## DATA PROVIDED
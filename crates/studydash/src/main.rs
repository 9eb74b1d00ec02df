use std::io::{self, IsTerminal, Write};
use std::net::SocketAddr;
use std::path::PathBuf;
use std::sync::Arc;

use anyhow::{Context, Result, anyhow};
use clap::{Args, Parser, Subcommand};
use config::{Config, Environment, File, FileFormat};
use log::{LevelFilter, error, info, warn};
use serde::{Deserialize, Serialize};
use tokio::net::TcpListener;

use studydash::api::{AppState, create_router};
use studydash::auth::{AuthConfig, AuthGate, FederatedDisabled, FederatedVerifier, FirebaseVerifier};
use studydash::db::Database;
use studydash::user::{UserRepository, UserService};
use studydash::youtube::YouTubeClient;

const APP_NAME: &str = "studydash";
const ENV_PREFIX: &str = "STUDYDASH";

fn main() {
    if let Err(err) = try_main() {
        let _ = writeln!(io::stderr(), "{err:?}");
        std::process::exit(1);
    }
}

fn try_main() -> Result<()> {
    let cli = Cli::parse();

    init_logging(&cli.common);

    let config = load_config(cli.common.config.clone())?;

    match cli.command {
        Command::Serve(cmd) => run_serve(config, cmd),
    }
}

#[derive(Debug, Parser)]
#[command(
    author,
    version,
    about = "Student dashboard backend server.",
    propagate_version = true
)]
struct Cli {
    #[command(flatten)]
    common: CommonOpts,
    #[command(subcommand)]
    command: Command,
}

#[derive(Debug, Clone, Args)]
struct CommonOpts {
    /// Override the config file path
    #[arg(long, value_name = "PATH", global = true)]
    config: Option<PathBuf>,
    /// Reduce output to only errors
    #[arg(short, long, action = clap::ArgAction::SetTrue, global = true)]
    quiet: bool,
    /// Increase logging verbosity (stackable)
    #[arg(short = 'v', long = "verbose", action = clap::ArgAction::Count, global = true)]
    verbose: u8,
}

#[derive(Debug, Subcommand)]
enum Command {
    /// Start the HTTP API server
    Serve(ServeCommand),
}

#[derive(Debug, Clone, Args)]
struct ServeCommand {
    /// Override the listen host
    #[arg(long)]
    host: Option<String>,
    /// Override the listen port
    #[arg(long)]
    port: Option<u16>,
}

// ============================================================================
// Configuration
// ============================================================================

#[derive(Debug, Clone, Default, Serialize, Deserialize)]
#[serde(default)]
struct AppConfig {
    server: ServerSection,
    auth: AuthConfig,
    database: DatabaseSection,
    youtube: YouTubeSection,
}

#[derive(Debug, Clone, Serialize, Deserialize)]
#[serde(default)]
struct ServerSection {
    host: String,
    port: u16,
}

impl Default for ServerSection {
    fn default() -> Self {
        Self {
            host: "127.0.0.1".to_string(),
            port: 8080,
        }
    }
}

#[derive(Debug, Clone, Default, Serialize, Deserialize)]
#[serde(default)]
struct DatabaseSection {
    /// Path to the SQLite database file. Defaults to the platform data dir.
    path: Option<PathBuf>,
}

#[derive(Debug, Clone, Default, Serialize, Deserialize)]
#[serde(default)]
struct YouTubeSection {
    api_key: Option<String>,
}

fn load_config(override_path: Option<PathBuf>) -> Result<AppConfig> {
    let config_file = match override_path {
        Some(path) => path,
        None => default_config_path()?,
    };

    let built = Config::builder()
        .add_source(
            File::from(config_file.as_path())
                .format(FileFormat::Toml)
                .required(false),
        )
        .add_source(Environment::with_prefix(ENV_PREFIX).separator("__"))
        .build()
        .context("building configuration")?;

    built
        .try_deserialize()
        .context("deserializing configuration")
}

fn default_config_path() -> Result<PathBuf> {
    let base = dirs::config_dir().ok_or_else(|| anyhow!("cannot determine config directory"))?;
    Ok(base.join(APP_NAME).join("config.toml"))
}

fn default_database_path() -> Result<PathBuf> {
    let base = dirs::data_dir().ok_or_else(|| anyhow!("cannot determine data directory"))?;
    Ok(base.join(APP_NAME).join(format!("{APP_NAME}.db")))
}

fn init_logging(common: &CommonOpts) {
    use tracing_subscriber::{EnvFilter, layer::SubscriberExt, util::SubscriberInitExt};

    let level = if common.quiet {
        LevelFilter::Error
    } else {
        match common.verbose {
            0 => LevelFilter::Info,
            1 => LevelFilter::Debug,
            _ => LevelFilter::Trace,
        }
    };

    let env_filter = EnvFilter::try_from_default_env()
        .unwrap_or_else(|_| EnvFilter::new(format!("{APP_NAME}={level},tower_http={level}")));

    tracing_subscriber::registry()
        .with(env_filter)
        .with(tracing_subscriber::fmt::layer().with_ansi(io::stderr().is_terminal()))
        .try_init()
        .ok();
}

// ============================================================================
// Serve
// ============================================================================

#[tokio::main]
async fn run_serve(config: AppConfig, cmd: ServeCommand) -> Result<()> {
    info!("Starting student dashboard backend...");

    // Fail fast on a broken auth section rather than serving 500s later.
    if let Err(err) = config.auth.validate() {
        error!("Invalid auth configuration: {err}");
        return Err(anyhow!(err));
    }

    let db_path = match config.database.path.clone() {
        Some(path) => path,
        None => default_database_path()?,
    };
    info!("Database path: {}", db_path.display());
    let database = Database::new(&db_path).await?;

    let federated: Arc<dyn FederatedVerifier> = match config.auth.firebase_project_id.as_deref() {
        Some(project_id) => {
            info!("Federated verifier enabled for project {project_id}");
            Arc::new(FirebaseVerifier::new(project_id)?)
        }
        None => {
            warn!("No Firebase project configured; federated tokens will be rejected");
            Arc::new(FederatedDisabled)
        }
    };

    let auth = AuthGate::new(config.auth.clone(), federated);
    let users = UserService::new(UserRepository::new(database.pool().clone()));
    let youtube = YouTubeClient::new(config.youtube.api_key.clone())?;
    if !youtube.api_key_configured() {
        warn!("No YouTube API key configured; /youtube routes will return errors");
    }

    let state = AppState {
        auth,
        users,
        youtube,
    };
    let app = create_router(state);

    let host = cmd.host.unwrap_or(config.server.host);
    let port = cmd.port.unwrap_or(config.server.port);
    let addr: SocketAddr = format!("{host}:{port}")
        .parse()
        .with_context(|| format!("invalid listen address {host}:{port}"))?;

    let listener = TcpListener::bind(addr)
        .await
        .with_context(|| format!("binding to {addr}"))?;
    info!("Listening on http://{addr}");

    axum::serve(listener, app)
        .with_graceful_shutdown(shutdown_signal())
        .await
        .context("server error")?;

    info!("Server stopped");
    Ok(())
}

async fn shutdown_signal() {
    if let Err(err) = tokio::signal::ctrl_c().await {
        error!("Failed to listen for shutdown signal: {err}");
        return;
    }
    info!("Shutdown signal received");
}
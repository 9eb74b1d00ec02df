//! YouTube Data API proxy handlers. All require an authenticated caller.

use axum::{
    Json,
    extract::{Path, Query, State},
};
use chrono::Utc;
use log::debug;
use serde::Deserialize;
use serde_json::{Value, json};

use crate::api::error::ApiResult;
use crate::api::state::AppState;
use crate::auth::CurrentUser;
use crate::youtube::{validate_channel_id, validate_query};

#[derive(Debug, Deserialize)]
pub struct SearchParams {
    pub query: String,
    #[serde(default = "default_search_results", alias = "maxResults")]
    pub max_results: u8,
}

fn default_search_results() -> u8 {
    20
}

#[derive(Debug, Deserialize)]
pub struct TrendingParams {
    #[serde(default = "default_trending_category")]
    pub category: String,
    #[serde(default = "default_trending_results", alias = "maxResults")]
    pub max_results: u8,
}

fn default_trending_category() -> String {
    "Education".to_string()
}

fn default_trending_results() -> u8 {
    10
}

/// Search videos.
pub async fn search(
    State(state): State<AppState>,
    CurrentUser(identity): CurrentUser,
    Query(params): Query<SearchParams>,
) -> ApiResult<Json<Value>> {
    let query = validate_query(&params.query)?;
    debug!("user {} searched for {query:?}", identity.id);

    let data = state.youtube.search(&query, params.max_results).await?;
    Ok(Json(json!({ "success": true, "data": data })))
}

/// Trending videos for a category keyword.
pub async fn trending(
    State(state): State<AppState>,
    CurrentUser(identity): CurrentUser,
    Query(params): Query<TrendingParams>,
) -> ApiResult<Json<Value>> {
    debug!(
        "user {} requested trending for {:?}",
        identity.id, params.category
    );

    let data = state
        .youtube
        .trending(&params.category, params.max_results)
        .await?;
    Ok(Json(json!({
        "success": true,
        "data": data,
        "category": params.category,
        "timeframe": "Last 30 days",
    })))
}

/// Channel details.
pub async fn channel(
    State(state): State<AppState>,
    CurrentUser(identity): CurrentUser,
    Path(channel_id): Path<String>,
) -> ApiResult<Json<Value>> {
    validate_channel_id(&channel_id)?;
    debug!("user {} requested channel {channel_id}", identity.id);

    let data = state.youtube.channel(&channel_id).await?;
    let found = data["items"].as_array().is_some_and(|items| !items.is_empty());
    if !found {
        return Err(crate::youtube::YouTubeError::NotFound("Channel not found".to_string()).into());
    }

    Ok(Json(json!({ "success": true, "data": data })))
}

/// Proxy health: reports whether the upstream API key is configured.
pub async fn health(
    State(state): State<AppState>,
    CurrentUser(identity): CurrentUser,
) -> Json<Value> {
    Json(json!({
        "success": true,
        "message": "YouTube service is running",
        "data": {
            "apiKeyConfigured": state.youtube.api_key_configured(),
            "timestamp": Utc::now().to_rfc3339(),
            "userType": identity.auth_type,
        }
    }))
}
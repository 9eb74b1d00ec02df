//! SQLite connection pool and migrations.

use anyhow::{Context, Result};
use sqlx::sqlite::{SqliteConnectOptions, SqlitePool, SqlitePoolOptions};
use std::path::Path;
use std::str::FromStr;

/// Database connection pool.
#[derive(Debug, Clone)]
pub struct Database {
    pool: SqlitePool,
}

impl Database {
    /// Open (or create) the database at `path` and run migrations.
    pub async fn new(path: &Path) -> Result<Self> {
        if let Some(parent) = path.parent() {
            std::fs::create_dir_all(parent)
                .with_context(|| format!("creating database directory: {}", parent.display()))?;
        }

        let database_url = format!("sqlite://{}?mode=rwc", path.display());

        let options = SqliteConnectOptions::from_str(&database_url)
            .context("parsing database URL")?
            .create_if_missing(true)
            .journal_mode(sqlx::sqlite::SqliteJournalMode::Wal)
            .busy_timeout(std::time::Duration::from_secs(30));

        let pool = SqlitePoolOptions::new()
            .max_connections(5)
            .connect_with(options)
            .await
            .context("connecting to database")?;

        let db = Self { pool };
        db.run_migrations().await?;

        Ok(db)
    }

    /// Create an in-memory database (for testing).
    pub async fn in_memory() -> Result<Self> {
        let options = SqliteConnectOptions::from_str("sqlite::memory:")
            .context("parsing in-memory database URL")?;

        let pool = SqlitePoolOptions::new()
            .max_connections(1)
            .connect_with(options)
            .await
            .context("connecting to in-memory database")?;

        let db = Self { pool };
        db.run_migrations().await?;

        Ok(db)
    }

    async fn run_migrations(&self) -> Result<()> {
        sqlx::migrate!("./migrations")
            .run(&self.pool)
            .await
            .context("running database migrations")?;
        Ok(())
    }

    /// Get a reference to the connection pool.
    pub fn pool(&self) -> &SqlitePool {
        &self.pool
    }
}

## WHAT YOU ARE ASKED TO DO
Determine how many lines in the records include the word "directory", and reply with that number alone.

## TASK ANSWER
3